This is bullshit. The state of the mental health system in Ireland is literally bullshit.

Three weeks ago I did what they tell you. I went to the GP. He referred me to local mental health services. A psychiatrist.

Today I attended that appointment. I think it was pretty much just an assessment (how mental is she?) So for an hour and a half I spoke about my past, my mental health, relationships, even how I was born (normal delivery I think??).

Anyways. After all of that. After saying that I was suicidal, but not right now at this moment I was given a mood diary to fill in, told to google mindfulness and given another appointment in three weeks time. Oh and the consultant is on holidays then so its with another nurse. She also said she didn’t think “medication was really my thing”

I’ll tell you what my THING is. It’s getting better and not feeling like I want to slit my wrists when I wake up at two in the morning.

Then to top it all off, the taxi was really late to pick me up so I stood outside fuming in the blazing sun.  Then Frank woke in the taxi and screamed the whole way home. The taxi driver was nice though, he gave me a knowing look and said, “It’s just one of those days eh?”

Yep. Yep it is.

Sigh. I mean, all of these feckin mental health campaigns tell you to go and speak to someone. But THEN WHAT??

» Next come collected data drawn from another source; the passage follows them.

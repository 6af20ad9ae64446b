//! Data model for transaction planning and signing

use crate::constants::{SEQUENCE_FINAL, SIGHASH_ALL};
use crate::error::ErrorCode;
use serde::{Deserialize, Serialize};
use std::collections::HashMap;

/// Hash type: 256-bit hash, kept in the byte order it is serialized in
pub type Hash = [u8; 32];

/// Byte string type
pub type ByteString = Vec<u8>;

/// Amount in satoshis
///
/// Signed so fee and change arithmetic stays in one type. Planning rejects
/// negative values and anything above `MAX_MONEY` with `InvalidAmount`.
pub type Amount = i64;

/// OutPoint: previous transaction hash, output index and the sequence of the spending input
#[derive(Debug, Clone, Copy, PartialEq, Eq, Hash, Serialize, Deserialize)]
pub struct OutPoint {
    pub hash: Hash,
    pub index: u32,
    pub sequence: u32,
}

impl OutPoint {
    pub fn new(hash: Hash, index: u32) -> Self {
        Self {
            hash,
            index,
            sequence: SEQUENCE_FINAL,
        }
    }

    pub fn with_sequence(mut self, sequence: u32) -> Self {
        self.sequence = sequence;
        self
    }

    /// Build an outpoint from a txid in display (byte-reversed) hex.
    pub fn from_txid_hex(txid: &str, index: u32) -> crate::error::Result<Self> {
        let mut bytes = hex::decode(txid)
            .map_err(|e| crate::error::SigningError::Serialization(format!("txid hex: {}", e)))?;
        if bytes.len() != 32 {
            return Err(crate::error::SigningError::Serialization(format!(
                "txid must be 32 bytes, got {}",
                bytes.len()
            )));
        }
        bytes.reverse();
        let mut hash = [0u8; 32];
        hash.copy_from_slice(&bytes);
        Ok(Self::new(hash, index))
    }
}

/// Which build/sign path a UTXO takes.
///
/// `Plain` leaves the decision to the shape of the locking script; the other
/// variants pin it and are checked against that shape.
#[derive(Debug, Clone, Copy, PartialEq, Eq, Hash, Default, Serialize, Deserialize)]
pub enum UtxoVariant {
    #[default]
    Plain,
    P2wpkh,
    P2shP2wpkh,
    P2wsh,
    Taproot,
    Brc20Transfer,
    NftInscription,
}

/// A spendable output owned by the caller
#[derive(Debug, Clone, PartialEq, Eq, Serialize, Deserialize)]
pub struct Utxo {
    pub out_point: OutPoint,
    pub script: ByteString,
    pub amount: Amount,
    /// Script revealed when spending, e.g. the inscription leaf of a commit output
    pub spending_script: Option<ByteString>,
    pub variant: UtxoVariant,
}

impl Utxo {
    pub fn new(out_point: OutPoint, script: ByteString, amount: Amount) -> Self {
        Self {
            out_point,
            script,
            amount,
            spending_script: None,
            variant: UtxoVariant::Plain,
        }
    }

    pub fn with_variant(mut self, variant: UtxoVariant) -> Self {
        self.variant = variant;
        self
    }

    pub fn with_spending_script(mut self, script: ByteString) -> Self {
        self.spending_script = Some(script);
        self
    }
}

/// Transaction Input
#[derive(Debug, Clone, PartialEq, Eq, Serialize, Deserialize)]
pub struct TransactionInput {
    pub prevout: OutPoint,
    pub script_sig: ByteString,
    pub sequence: u32,
    pub witness: Vec<ByteString>,
}

/// Transaction Output
#[derive(Debug, Clone, PartialEq, Eq, Serialize, Deserialize)]
pub struct TransactionOutput {
    pub value: Amount,
    pub script_pubkey: ByteString,
}

/// Transaction
#[derive(Debug, Clone, PartialEq, Eq, Serialize, Deserialize)]
pub struct Transaction {
    pub version: i32,
    pub inputs: Vec<TransactionInput>,
    pub outputs: Vec<TransactionOutput>,
    pub lock_time: u32,
}

/// Resolved spend produced by the builder
#[derive(Debug, Clone, PartialEq, Eq, Default, Serialize, Deserialize)]
pub struct TransactionPlan {
    pub utxos: Vec<Utxo>,
    pub amount: Amount,
    pub available_amount: Amount,
    pub fee: Amount,
    pub change: Amount,
    pub output_op_return: Option<ByteString>,
    pub branch_id: Option<ByteString>,
    pub error: ErrorCode,
}

impl TransactionPlan {
    pub fn failed(error: ErrorCode) -> Self {
        Self {
            error,
            ..Default::default()
        }
    }
}

/// Pre-computed plan carried on a request
#[derive(Debug, Clone, PartialEq, Eq, Default, Serialize, Deserialize)]
pub enum PlanState {
    #[default]
    Pending,
    Resolved(TransactionPlan),
}

/// Full signing request
#[derive(Debug, Clone, PartialEq, Eq, Serialize, Deserialize)]
pub struct SigningInput {
    pub hash_type: u32,
    pub amount: Amount,
    /// Fee rate in satoshis per virtual byte
    pub byte_fee: Amount,
    pub to_address: String,
    pub change_address: String,
    pub use_max_amount: bool,
    /// Unordered pool of 32-byte secret keys
    pub private_keys: Vec<ByteString>,
    /// Redeem and witness scripts keyed by hex HASH160 of the script
    pub scripts: HashMap<String, ByteString>,
    pub utxos: Vec<Utxo>,
    pub output_op_return: Option<ByteString>,
    /// Explicit outputs; when present they replace destination and change
    pub outputs: Vec<TransactionOutput>,
    pub version: Option<i32>,
    pub lock_time: u32,
    pub plan: PlanState,
}

impl Default for SigningInput {
    fn default() -> Self {
        Self {
            hash_type: SIGHASH_ALL,
            amount: 0,
            byte_fee: 1,
            to_address: String::new(),
            change_address: String::new(),
            use_max_amount: false,
            private_keys: Vec::new(),
            scripts: HashMap::new(),
            utxos: Vec::new(),
            output_op_return: None,
            outputs: Vec::new(),
            version: None,
            lock_time: 0,
            plan: PlanState::Pending,
        }
    }
}

/// Result of a signing request
#[derive(Debug, Clone, PartialEq, Eq, Default, Serialize, Deserialize)]
pub struct SigningOutput {
    pub encoded: ByteString,
    /// Byte-reversed double SHA-256 of the legacy serialization, hex
    pub transaction_id: String,
    pub error: ErrorCode,
    pub error_message: String,
    pub transaction: Option<Transaction>,
}

/// Serialized sizes of a transaction
#[derive(Debug, Clone, Copy, PartialEq, Eq, Serialize, Deserialize)]
pub struct EncodedTxSize {
    pub segwit: u64,
    pub non_segwit: u64,
    pub virtual_bytes: u64,
}
//! Fee calculation
//!
//! Linear size models used for coin selection, and the vsize-based fee used
//! once a candidate transaction has been sized by a dry-run signing pass.

use crate::constants::WITNESS_SCALE_FACTOR;
use crate::types::Amount;

/// Fee model: inputs × outputs × byte fee → satoshis
pub trait FeeCalculator {
    fn calculate(&self, inputs: usize, outputs: usize, byte_fee: Amount) -> Amount;

    /// Cost of adding one input. Inputs worth less than this are dust.
    fn calculate_single_input(&self, byte_fee: Amount) -> Amount;
}

/// Per-input, per-output and fixed costs, expressed in weight units (4 × bytes)
/// so that fractional byte costs stay exact.
#[derive(Debug, Clone, Copy, PartialEq, Eq)]
pub struct LinearFeeCalculator {
    pub input_weight: u64,
    pub output_weight: u64,
    pub overhead_weight: u64,
}

impl LinearFeeCalculator {
    /// Pre-segwit P2PKH: 148 bytes per input, 34 per output, 10 fixed
    pub const LEGACY: LinearFeeCalculator = LinearFeeCalculator {
        input_weight: 148 * WITNESS_SCALE_FACTOR,
        output_weight: 34 * WITNESS_SCALE_FACTOR,
        overhead_weight: 10 * WITNESS_SCALE_FACTOR,
    };

    /// P2WPKH: 101.25 vbytes per input, 31 per output, 10 fixed
    pub const SEGWIT: LinearFeeCalculator = LinearFeeCalculator {
        input_weight: 405,
        output_weight: 31 * WITNESS_SCALE_FACTOR,
        overhead_weight: 10 * WITNESS_SCALE_FACTOR,
    };

    /// Estimated virtual size in bytes, rounded up
    ///
    /// Formula: vsize = ⌈(in × w_in + out × w_out + w_fixed) / 4⌉
    pub fn virtual_size(&self, inputs: usize, outputs: usize) -> u64 {
        let weight = inputs as u64 * self.input_weight
            + outputs as u64 * self.output_weight
            + self.overhead_weight;
        weight.div_ceil(WITNESS_SCALE_FACTOR)
    }
}

impl Default for LinearFeeCalculator {
    fn default() -> Self {
        Self::SEGWIT
    }
}

impl FeeCalculator for LinearFeeCalculator {
    fn calculate(&self, inputs: usize, outputs: usize, byte_fee: Amount) -> Amount {
        fee_for_virtual_size(self.virtual_size(inputs, outputs), byte_fee)
    }

    fn calculate_single_input(&self, byte_fee: Amount) -> Amount {
        // ⌈w_in × byte_fee / 4⌉, not ⌈w_in / 4⌉ × byte_fee
        let weight = self.input_weight as i128 * byte_fee as i128;
        let scale = WITNESS_SCALE_FACTOR as i128;
        ((weight + scale - 1).div_euclid(scale)) as Amount
    }
}

/// Fee = byte_fee × vsize
pub fn fee_for_virtual_size(virtual_size: u64, byte_fee: Amount) -> Amount {
    (virtual_size as Amount).saturating_mul(byte_fee)
}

Be bounced around from person to person, weeks/ months apart.Repeat your story over and over, remind yourself how miserable you are and if you don’t accept the first medication they give you, well, you are truly fucked then.

Sorry for the bad language I’m just really frustrated. I’m just sick of this shit. I have a tiny human to look after and I’m asking for help, begging for it and I keep getting told to do breathing exercises. I mean, is this for real? Have I somehow stepped into some parallel universe a la Stranger Things?

Maybe I’ll wear a noose around my neck to the next appointment.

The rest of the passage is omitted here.